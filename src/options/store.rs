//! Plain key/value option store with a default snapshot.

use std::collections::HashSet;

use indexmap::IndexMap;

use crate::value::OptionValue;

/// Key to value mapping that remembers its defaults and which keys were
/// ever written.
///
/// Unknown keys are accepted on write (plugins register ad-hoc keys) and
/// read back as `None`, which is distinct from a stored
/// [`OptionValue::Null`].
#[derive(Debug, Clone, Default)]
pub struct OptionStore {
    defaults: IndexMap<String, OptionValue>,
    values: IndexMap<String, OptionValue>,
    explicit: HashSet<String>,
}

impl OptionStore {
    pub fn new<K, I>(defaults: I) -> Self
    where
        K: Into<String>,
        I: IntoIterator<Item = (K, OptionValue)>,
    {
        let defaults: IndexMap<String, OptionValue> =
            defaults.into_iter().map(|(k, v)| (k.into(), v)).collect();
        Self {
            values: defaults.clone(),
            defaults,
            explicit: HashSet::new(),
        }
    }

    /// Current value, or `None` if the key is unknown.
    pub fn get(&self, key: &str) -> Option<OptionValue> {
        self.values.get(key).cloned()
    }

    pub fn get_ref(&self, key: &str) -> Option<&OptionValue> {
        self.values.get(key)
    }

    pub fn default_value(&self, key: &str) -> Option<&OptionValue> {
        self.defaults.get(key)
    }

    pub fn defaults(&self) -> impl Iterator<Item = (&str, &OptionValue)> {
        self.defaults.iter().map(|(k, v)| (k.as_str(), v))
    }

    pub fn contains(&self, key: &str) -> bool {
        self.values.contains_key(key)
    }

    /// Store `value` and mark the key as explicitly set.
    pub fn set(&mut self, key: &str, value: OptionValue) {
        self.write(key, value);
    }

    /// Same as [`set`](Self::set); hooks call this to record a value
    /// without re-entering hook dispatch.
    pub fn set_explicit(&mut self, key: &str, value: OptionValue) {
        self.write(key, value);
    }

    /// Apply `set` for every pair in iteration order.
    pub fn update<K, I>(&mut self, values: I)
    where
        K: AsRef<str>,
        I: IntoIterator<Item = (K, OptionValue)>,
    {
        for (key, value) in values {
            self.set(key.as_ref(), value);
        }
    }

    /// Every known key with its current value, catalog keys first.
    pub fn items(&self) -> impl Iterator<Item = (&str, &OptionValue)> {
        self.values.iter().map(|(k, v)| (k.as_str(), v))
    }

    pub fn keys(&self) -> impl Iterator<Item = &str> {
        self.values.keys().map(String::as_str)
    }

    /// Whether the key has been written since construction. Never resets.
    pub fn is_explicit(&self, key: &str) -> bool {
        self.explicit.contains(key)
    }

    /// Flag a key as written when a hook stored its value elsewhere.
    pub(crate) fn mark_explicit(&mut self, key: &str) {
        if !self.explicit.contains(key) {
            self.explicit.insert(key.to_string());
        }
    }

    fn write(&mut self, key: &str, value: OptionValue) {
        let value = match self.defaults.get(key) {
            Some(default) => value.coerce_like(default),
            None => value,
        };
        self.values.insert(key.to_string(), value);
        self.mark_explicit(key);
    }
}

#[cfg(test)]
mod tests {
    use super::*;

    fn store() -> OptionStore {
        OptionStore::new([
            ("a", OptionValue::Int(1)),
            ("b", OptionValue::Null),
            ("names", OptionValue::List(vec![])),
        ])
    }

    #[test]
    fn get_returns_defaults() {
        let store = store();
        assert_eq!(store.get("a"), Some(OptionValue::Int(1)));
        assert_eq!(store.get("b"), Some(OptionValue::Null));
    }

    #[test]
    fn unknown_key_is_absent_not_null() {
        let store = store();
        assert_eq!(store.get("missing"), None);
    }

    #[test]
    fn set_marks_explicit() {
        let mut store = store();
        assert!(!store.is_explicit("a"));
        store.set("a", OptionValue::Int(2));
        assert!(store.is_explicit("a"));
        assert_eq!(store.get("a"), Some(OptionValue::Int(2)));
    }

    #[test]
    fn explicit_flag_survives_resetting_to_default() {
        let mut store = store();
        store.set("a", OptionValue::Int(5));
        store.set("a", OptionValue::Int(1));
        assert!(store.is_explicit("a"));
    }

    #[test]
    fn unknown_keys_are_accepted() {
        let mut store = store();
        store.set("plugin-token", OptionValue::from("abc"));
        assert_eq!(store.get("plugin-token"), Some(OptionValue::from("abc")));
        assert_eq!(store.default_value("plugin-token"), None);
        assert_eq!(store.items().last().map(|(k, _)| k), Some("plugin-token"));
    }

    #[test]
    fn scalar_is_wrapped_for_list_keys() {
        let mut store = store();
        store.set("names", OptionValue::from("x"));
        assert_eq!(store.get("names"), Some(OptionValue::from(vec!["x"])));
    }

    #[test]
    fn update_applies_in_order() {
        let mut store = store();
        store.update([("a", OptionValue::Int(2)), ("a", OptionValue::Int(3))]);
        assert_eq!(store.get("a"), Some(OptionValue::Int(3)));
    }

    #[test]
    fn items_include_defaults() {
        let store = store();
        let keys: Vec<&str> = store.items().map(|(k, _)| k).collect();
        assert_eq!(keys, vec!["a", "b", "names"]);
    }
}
---------------
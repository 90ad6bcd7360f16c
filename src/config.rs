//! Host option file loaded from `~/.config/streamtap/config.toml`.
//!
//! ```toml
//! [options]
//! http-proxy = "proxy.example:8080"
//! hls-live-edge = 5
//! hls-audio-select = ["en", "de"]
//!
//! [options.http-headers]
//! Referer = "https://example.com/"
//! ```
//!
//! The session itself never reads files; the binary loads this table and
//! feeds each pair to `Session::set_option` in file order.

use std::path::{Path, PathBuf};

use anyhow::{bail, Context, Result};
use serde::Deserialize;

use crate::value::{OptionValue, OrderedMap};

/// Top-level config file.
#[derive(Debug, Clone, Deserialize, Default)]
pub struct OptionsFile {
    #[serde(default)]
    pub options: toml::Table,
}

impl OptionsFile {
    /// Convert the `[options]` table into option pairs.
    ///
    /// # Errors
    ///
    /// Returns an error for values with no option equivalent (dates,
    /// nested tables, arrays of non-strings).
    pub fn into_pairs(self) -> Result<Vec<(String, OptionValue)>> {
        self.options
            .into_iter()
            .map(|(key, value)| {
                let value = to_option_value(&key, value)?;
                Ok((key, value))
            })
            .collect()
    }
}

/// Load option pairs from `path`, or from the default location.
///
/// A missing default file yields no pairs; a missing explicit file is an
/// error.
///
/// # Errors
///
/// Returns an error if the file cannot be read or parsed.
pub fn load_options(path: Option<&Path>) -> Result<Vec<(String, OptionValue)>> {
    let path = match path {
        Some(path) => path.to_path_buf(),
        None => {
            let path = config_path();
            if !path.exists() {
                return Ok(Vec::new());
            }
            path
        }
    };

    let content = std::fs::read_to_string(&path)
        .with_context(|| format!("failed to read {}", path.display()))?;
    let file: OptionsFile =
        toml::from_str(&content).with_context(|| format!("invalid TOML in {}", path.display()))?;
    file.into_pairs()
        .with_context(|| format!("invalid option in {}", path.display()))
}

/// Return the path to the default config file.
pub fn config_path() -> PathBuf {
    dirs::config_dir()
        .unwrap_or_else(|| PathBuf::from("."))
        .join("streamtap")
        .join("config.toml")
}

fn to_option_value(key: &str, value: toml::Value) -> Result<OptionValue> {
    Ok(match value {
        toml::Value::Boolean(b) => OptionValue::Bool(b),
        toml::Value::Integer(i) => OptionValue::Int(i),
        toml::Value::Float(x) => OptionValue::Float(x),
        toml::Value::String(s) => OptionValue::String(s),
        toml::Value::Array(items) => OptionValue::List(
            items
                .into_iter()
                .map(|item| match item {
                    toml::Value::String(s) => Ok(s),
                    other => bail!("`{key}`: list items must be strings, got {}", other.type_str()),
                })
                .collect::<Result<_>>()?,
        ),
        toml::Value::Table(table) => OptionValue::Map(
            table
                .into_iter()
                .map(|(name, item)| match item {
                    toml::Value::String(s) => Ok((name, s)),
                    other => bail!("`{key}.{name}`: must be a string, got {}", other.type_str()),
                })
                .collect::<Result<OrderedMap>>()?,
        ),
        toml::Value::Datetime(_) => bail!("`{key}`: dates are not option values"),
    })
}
---------------
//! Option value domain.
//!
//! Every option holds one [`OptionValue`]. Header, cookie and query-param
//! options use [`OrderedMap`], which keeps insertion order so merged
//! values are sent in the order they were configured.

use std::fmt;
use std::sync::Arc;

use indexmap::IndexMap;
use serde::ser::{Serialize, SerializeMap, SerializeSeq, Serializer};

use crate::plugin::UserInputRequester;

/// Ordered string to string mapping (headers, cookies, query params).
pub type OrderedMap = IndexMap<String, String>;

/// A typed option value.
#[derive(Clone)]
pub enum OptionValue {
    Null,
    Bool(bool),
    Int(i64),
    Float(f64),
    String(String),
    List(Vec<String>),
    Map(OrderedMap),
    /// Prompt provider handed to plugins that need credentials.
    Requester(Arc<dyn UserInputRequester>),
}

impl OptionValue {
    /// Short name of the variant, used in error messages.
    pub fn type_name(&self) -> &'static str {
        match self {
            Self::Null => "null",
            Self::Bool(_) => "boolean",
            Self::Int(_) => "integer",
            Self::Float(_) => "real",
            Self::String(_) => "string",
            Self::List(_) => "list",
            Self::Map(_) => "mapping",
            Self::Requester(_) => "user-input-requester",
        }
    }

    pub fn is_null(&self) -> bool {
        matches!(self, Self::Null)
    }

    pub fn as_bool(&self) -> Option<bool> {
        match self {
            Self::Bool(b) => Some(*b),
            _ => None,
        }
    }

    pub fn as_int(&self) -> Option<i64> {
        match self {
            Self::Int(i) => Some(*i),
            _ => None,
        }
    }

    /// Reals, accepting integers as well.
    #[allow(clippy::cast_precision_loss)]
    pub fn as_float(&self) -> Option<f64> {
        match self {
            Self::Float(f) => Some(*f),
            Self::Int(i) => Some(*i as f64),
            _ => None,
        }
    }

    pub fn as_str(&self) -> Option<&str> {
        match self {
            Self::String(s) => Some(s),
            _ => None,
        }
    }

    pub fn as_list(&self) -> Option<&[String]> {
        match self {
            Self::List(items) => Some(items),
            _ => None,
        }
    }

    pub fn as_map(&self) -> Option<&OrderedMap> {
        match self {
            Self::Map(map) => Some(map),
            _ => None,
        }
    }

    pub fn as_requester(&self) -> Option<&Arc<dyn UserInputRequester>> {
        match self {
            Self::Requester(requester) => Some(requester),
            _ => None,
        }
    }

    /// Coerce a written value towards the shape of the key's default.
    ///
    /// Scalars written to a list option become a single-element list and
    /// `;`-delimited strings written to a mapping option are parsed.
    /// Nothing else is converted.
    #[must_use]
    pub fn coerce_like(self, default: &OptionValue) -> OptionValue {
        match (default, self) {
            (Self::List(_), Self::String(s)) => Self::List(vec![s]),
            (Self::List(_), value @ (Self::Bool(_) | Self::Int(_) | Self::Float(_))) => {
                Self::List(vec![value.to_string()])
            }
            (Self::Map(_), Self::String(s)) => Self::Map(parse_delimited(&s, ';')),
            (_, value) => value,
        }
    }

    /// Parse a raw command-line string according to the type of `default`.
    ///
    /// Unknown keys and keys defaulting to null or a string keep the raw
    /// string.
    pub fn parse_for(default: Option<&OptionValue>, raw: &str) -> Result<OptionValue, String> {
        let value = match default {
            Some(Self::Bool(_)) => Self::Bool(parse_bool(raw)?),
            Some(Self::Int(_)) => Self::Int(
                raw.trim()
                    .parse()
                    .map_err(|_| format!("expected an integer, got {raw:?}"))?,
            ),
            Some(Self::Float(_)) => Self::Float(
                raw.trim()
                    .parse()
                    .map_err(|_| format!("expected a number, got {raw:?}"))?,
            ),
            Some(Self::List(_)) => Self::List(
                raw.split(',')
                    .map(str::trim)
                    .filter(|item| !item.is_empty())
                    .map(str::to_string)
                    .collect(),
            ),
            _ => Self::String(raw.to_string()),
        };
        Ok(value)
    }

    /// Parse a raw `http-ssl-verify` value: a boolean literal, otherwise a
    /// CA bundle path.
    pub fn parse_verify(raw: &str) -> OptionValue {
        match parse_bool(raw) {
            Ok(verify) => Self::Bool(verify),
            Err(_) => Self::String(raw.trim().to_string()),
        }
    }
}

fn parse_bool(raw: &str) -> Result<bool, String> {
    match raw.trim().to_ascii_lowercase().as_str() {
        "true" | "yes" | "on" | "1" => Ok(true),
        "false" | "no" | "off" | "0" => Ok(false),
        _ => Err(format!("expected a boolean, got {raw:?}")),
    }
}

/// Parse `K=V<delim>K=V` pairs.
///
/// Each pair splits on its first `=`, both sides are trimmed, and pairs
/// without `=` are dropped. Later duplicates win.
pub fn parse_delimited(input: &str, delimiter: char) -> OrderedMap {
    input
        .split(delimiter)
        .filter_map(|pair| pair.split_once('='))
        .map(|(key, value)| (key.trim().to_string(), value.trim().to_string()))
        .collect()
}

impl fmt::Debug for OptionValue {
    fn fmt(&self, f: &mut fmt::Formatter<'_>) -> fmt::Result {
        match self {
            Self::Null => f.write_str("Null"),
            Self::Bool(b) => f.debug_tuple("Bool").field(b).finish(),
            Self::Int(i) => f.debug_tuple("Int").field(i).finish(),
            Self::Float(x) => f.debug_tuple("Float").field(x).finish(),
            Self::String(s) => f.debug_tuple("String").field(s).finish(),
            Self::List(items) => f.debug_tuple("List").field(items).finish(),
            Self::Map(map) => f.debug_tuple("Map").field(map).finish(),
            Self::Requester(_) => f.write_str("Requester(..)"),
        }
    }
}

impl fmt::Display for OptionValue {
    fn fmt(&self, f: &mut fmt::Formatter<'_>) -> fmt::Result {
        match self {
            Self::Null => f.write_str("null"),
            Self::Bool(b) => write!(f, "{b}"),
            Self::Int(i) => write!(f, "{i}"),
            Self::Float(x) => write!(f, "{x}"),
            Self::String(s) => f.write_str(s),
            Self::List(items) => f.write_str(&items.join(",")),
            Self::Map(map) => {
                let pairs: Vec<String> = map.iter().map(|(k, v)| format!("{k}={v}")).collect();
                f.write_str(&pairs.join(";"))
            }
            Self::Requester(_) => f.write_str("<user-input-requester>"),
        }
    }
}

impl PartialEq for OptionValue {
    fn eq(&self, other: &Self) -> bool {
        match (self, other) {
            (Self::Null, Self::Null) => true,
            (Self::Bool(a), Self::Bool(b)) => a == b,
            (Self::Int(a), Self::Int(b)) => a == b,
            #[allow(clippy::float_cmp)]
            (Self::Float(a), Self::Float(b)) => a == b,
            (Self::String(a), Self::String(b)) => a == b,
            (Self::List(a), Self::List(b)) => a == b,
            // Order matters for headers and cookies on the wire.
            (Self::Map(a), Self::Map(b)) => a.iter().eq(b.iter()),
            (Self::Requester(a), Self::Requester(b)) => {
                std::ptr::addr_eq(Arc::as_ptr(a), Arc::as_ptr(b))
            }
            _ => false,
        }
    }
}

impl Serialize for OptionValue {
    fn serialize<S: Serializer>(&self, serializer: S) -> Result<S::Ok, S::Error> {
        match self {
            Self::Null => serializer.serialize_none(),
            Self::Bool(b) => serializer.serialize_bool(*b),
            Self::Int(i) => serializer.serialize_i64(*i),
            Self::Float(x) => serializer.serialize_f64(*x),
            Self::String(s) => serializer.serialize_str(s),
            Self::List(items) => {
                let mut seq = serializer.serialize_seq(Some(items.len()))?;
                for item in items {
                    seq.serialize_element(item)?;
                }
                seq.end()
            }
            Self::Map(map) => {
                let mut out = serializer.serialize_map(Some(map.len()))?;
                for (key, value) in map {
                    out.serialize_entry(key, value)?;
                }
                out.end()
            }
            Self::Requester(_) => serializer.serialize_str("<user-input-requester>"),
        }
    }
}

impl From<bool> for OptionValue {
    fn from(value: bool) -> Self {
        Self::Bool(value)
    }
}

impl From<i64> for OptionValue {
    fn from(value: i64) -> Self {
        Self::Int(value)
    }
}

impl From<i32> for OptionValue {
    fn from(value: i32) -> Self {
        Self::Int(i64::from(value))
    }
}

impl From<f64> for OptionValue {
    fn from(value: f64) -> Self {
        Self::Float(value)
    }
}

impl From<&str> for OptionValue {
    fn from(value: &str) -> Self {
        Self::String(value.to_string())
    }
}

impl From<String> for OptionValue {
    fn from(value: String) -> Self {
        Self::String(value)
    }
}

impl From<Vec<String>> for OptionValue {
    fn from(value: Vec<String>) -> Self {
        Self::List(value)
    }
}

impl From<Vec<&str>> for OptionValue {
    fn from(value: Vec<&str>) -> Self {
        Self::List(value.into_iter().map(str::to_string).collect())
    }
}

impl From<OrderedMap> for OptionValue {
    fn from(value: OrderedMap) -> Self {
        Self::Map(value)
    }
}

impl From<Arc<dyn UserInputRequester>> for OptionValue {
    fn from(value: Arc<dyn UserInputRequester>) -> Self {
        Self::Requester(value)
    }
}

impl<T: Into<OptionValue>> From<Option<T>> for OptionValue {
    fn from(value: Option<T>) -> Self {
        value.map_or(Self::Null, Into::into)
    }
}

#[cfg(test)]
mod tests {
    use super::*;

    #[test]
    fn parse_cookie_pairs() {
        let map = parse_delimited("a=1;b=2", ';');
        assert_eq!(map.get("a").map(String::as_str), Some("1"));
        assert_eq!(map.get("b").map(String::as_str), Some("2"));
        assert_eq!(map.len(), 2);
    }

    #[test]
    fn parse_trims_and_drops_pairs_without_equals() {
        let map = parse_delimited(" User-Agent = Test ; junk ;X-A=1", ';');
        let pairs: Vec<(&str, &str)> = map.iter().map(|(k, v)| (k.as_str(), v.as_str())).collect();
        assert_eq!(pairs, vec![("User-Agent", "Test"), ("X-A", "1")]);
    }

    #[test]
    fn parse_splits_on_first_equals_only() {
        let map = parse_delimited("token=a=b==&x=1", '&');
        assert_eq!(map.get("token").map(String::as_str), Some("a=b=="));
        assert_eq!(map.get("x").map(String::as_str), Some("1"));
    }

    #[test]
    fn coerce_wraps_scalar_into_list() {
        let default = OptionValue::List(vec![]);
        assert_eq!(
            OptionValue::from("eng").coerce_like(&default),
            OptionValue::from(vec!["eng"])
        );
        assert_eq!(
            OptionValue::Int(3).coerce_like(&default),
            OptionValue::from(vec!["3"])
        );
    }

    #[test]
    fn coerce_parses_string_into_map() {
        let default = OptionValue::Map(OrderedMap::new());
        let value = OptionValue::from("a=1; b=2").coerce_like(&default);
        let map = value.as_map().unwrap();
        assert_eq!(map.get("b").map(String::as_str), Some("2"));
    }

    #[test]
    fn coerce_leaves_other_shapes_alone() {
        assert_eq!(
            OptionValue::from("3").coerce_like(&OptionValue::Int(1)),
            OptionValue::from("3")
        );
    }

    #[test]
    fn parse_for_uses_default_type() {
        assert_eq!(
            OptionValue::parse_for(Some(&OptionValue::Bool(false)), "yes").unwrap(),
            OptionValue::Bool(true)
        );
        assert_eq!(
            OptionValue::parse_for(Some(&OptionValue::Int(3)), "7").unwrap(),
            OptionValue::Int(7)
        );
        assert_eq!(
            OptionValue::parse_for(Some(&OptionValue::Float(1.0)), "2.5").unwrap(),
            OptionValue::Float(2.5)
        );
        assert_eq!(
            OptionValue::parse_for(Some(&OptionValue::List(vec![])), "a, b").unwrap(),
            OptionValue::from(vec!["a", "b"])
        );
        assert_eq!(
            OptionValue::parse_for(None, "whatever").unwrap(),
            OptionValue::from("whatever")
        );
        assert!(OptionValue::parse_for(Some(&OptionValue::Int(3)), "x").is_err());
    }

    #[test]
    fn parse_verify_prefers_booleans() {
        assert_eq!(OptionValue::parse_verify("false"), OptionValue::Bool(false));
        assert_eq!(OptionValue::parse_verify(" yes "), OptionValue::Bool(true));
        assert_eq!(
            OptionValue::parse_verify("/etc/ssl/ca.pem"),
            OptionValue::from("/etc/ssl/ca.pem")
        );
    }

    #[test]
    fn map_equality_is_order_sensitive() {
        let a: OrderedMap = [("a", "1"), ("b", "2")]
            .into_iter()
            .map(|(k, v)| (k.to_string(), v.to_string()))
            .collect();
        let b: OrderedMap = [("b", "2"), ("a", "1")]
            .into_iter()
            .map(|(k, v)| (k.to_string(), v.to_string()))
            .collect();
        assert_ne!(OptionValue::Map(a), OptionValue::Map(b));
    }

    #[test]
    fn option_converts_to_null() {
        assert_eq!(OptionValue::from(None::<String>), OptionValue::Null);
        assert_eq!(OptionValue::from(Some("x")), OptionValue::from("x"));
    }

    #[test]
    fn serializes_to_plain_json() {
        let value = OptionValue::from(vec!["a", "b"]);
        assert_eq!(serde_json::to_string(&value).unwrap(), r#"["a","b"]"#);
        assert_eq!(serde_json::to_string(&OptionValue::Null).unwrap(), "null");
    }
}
---------------
_What needs to be done:_ Only lines that include "HashSet" belong in the answer; return them from the entries above.

_Exercise answer:_
use std::collections::HashSet;
    explicit: HashSet<String>,
            explicit: HashSet::new(),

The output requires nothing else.